Elle est indiquée en première intention :
- sous forme orale dans le traitement d’un épisode maniaque modéré à sévère, ainsi que dans la prévention des récidives chez le patient présentant un trouble bipolaire, ayant déjà répondu au traitement par olanzapine lors d’un épisode maniaque ;
- sous forme injectable pour contrôler l’agitation et les troubles du comportement chez les patients présentant des épisodes maniaques, si un traitement oral n’est pas adapté.
L’association de l’olanzapine à des normothymiques se révèle plus active qu’une monothérapie sur les épisodes maniaques ou mixtes.

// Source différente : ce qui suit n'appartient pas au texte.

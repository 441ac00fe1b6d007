// Shared helpers for the integration tests
#![allow(dead_code)]

use assistant_session::{
    AudioSettings, ChannelTransport, Identity, LanguageCode, RemoteEnd, SessionFactory,
};
use std::sync::Arc;
use tokio::sync::mpsc;

pub fn init_tracing() {
    let _ = tracing_subscriber::fmt().with_test_writer().try_init();
}

pub fn kitchen_speaker() -> Identity {
    Identity::new("kitchen-1", "acme-speaker-v2", LanguageCode::English)
}

/// Factory over a channel transport; the receiver yields one `RemoteEnd`
/// per opened stream
pub fn factory_with(
    identity: Identity,
    audio: AudioSettings,
    capacity: usize,
) -> (SessionFactory, mpsc::UnboundedReceiver<RemoteEnd>) {
    init_tracing();
    let (transport, accepted) = ChannelTransport::new(capacity);
    (
        SessionFactory::new(identity, audio, Arc::new(transport)),
        accepted,
    )
}

pub fn factory() -> (SessionFactory, mpsc::UnboundedReceiver<RemoteEnd>) {
    factory_with(kitchen_speaker(), AudioSettings::default(), 16)
}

– Rispéridone (Risperdal, RisperdalOro) :
La rispéridone a une action antidépressive intrinsèque et une action antimaniaque aussi efficace que celle du lithium à une posologie moyenne de 2 à 6 mg/jour. Prescrite en monothérapie ou en association à un normothymique conventionnel, elle est indiquée dans le traitement à court terme des épisodes maniaques aigus modérés à sévères. Son administration ne doit pas excéder 3 semaines.
– Aripiprazole (Abilify):
L’aripiprazole bénéficie d’une indication dans le traitement des épisodes maniaques modérés à sévères des troubles bipolaires de type I (15 mg/j) et dans la prévention des récidives d’épisodes maniaques chez des patients ayant présenté des épisodes à prédominance maniaque et pour qui les épisodes maniaques ont déjà répondu à un traitement par aripiprazole (15 mg/j ou moins selon clinique).
– Quétiapine (Xéroquel) :
La quétiapine est structurellement proche de l’olanzapine ou de la clozapine. Pour s’en tenir au trouble bipolaire, cet antipsychotique est indiqué dans le traitement des épisodes dépressifs (dose quotidienne pendant les quatre premiers jours de traitement : 50 mg (j1), 100 mg (j2), 200 mg (j3) et 300 mg (j4) ; dose recommandée est de 300 mg/j mais certains patients tirent bénéfice d’une dose allant jusqu’à 600 mg) et la prévention des récidives (le patient ayant répondu au médicament dans le traitement d’un épisode aigu continue le traitement à la même dose : la posologie peut être ajustée dans l’intervalle de dose de 300-800 mg/j).
– Clozapine (Léponex) :
La clozapine est efficace (hors AMM) sur les troubles schizo-affectifs ou bipolaires, y compris chez le sujet résistant ou intolérant au lithium, à la carbamazépine, au divalproate ou aux antipsychotiques conventionnels, ainsi que chez le sujet à cycles rapides.
Elle expose à un risque d’agranulocytose, à une hypersialorrhée et à une sédation.
Antidépresseurs.
Les antidépresseurs constituent le traitement de première intention de l’épisode dépressif. Il n’y a pas de raison de privilégier une famille plutôt qu’une autre pour traiter un accès dépressif chez un sujet bipolaire, mais un virage maniaque est plus fréquent avec un tricyclique ou un IMAO. L’antidépresseur, parfois potentialisé par une hormone thyroïdienne (Lévothyrox) (hors AMM), est généralement associé à un normothymique pour prévenir le risque de virage maniaque. Le traitement est poursuivi sur une période d’au moins six mois après la disparition de la symptomatologie dépressive pour prévenir les rechutes.